**Material shown**
══════

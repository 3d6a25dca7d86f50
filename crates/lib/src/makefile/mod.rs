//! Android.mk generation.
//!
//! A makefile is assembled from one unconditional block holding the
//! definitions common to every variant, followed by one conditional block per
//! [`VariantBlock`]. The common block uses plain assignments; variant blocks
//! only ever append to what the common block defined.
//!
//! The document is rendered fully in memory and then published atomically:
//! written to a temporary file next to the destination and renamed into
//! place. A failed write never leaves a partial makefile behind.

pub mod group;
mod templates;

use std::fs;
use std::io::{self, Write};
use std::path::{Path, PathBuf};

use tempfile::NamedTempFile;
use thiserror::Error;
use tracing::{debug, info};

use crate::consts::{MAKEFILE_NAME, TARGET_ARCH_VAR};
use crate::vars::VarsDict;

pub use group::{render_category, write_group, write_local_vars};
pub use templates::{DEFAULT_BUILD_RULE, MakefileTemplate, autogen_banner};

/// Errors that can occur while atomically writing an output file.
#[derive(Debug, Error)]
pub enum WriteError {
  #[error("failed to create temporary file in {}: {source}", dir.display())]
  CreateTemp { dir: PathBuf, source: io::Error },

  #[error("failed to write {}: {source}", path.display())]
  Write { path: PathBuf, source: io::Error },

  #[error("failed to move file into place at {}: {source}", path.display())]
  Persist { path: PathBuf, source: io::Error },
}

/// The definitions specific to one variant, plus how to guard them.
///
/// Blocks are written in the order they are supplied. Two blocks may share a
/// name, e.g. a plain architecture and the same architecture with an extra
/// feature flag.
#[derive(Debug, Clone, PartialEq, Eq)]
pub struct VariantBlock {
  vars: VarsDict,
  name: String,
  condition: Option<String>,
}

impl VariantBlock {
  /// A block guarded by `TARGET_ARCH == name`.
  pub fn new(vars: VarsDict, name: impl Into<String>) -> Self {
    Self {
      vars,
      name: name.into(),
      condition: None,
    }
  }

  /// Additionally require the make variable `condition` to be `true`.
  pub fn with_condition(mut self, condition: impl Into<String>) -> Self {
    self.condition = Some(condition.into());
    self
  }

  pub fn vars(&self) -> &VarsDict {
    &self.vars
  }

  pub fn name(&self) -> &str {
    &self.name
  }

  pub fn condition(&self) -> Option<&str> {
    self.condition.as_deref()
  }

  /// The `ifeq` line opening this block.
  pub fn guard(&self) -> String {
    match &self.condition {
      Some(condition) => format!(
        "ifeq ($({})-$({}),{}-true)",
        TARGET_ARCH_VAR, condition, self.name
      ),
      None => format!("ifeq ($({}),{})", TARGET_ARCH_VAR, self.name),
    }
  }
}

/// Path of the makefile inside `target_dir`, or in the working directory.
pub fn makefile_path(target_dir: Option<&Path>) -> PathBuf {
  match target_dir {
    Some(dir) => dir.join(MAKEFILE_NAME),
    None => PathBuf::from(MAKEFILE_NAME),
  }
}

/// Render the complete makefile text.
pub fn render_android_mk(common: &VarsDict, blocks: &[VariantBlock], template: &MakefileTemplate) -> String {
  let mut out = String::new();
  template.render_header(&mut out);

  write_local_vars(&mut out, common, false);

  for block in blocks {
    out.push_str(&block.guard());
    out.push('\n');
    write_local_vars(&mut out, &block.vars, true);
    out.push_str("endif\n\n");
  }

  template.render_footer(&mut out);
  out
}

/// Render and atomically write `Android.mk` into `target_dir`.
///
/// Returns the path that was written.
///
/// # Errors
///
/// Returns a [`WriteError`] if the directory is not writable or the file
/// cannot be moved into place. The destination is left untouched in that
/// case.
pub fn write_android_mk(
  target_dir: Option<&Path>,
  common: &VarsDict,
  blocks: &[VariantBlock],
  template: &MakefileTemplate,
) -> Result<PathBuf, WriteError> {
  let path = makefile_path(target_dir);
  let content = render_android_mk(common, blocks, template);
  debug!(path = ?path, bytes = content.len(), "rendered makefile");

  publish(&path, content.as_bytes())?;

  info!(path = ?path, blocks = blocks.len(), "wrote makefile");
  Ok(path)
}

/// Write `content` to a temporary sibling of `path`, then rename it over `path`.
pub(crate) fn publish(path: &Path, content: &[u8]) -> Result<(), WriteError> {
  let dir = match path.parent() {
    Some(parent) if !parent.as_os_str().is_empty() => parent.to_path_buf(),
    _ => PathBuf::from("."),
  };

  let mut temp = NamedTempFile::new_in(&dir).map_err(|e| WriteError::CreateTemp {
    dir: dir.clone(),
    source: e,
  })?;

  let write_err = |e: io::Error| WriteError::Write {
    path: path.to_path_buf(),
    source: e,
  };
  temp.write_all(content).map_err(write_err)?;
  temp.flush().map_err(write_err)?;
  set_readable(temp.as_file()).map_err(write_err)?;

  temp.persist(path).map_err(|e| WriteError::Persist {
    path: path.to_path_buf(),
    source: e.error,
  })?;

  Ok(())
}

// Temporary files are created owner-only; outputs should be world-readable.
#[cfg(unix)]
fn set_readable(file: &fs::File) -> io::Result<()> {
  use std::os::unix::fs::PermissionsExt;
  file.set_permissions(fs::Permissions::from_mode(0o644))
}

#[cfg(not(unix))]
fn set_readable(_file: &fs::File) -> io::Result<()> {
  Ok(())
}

══════

In the lines above, find the word "Some" and copy every line it occurs in.

**Reply**
    self.condition = Some(condition.into());
      Some(condition) => format!(
    Some(dir) => dir.join(MAKEFILE_NAME),
    Some(parent) if !parent.as_os_str().is_empty() => parent.to_path_buf(),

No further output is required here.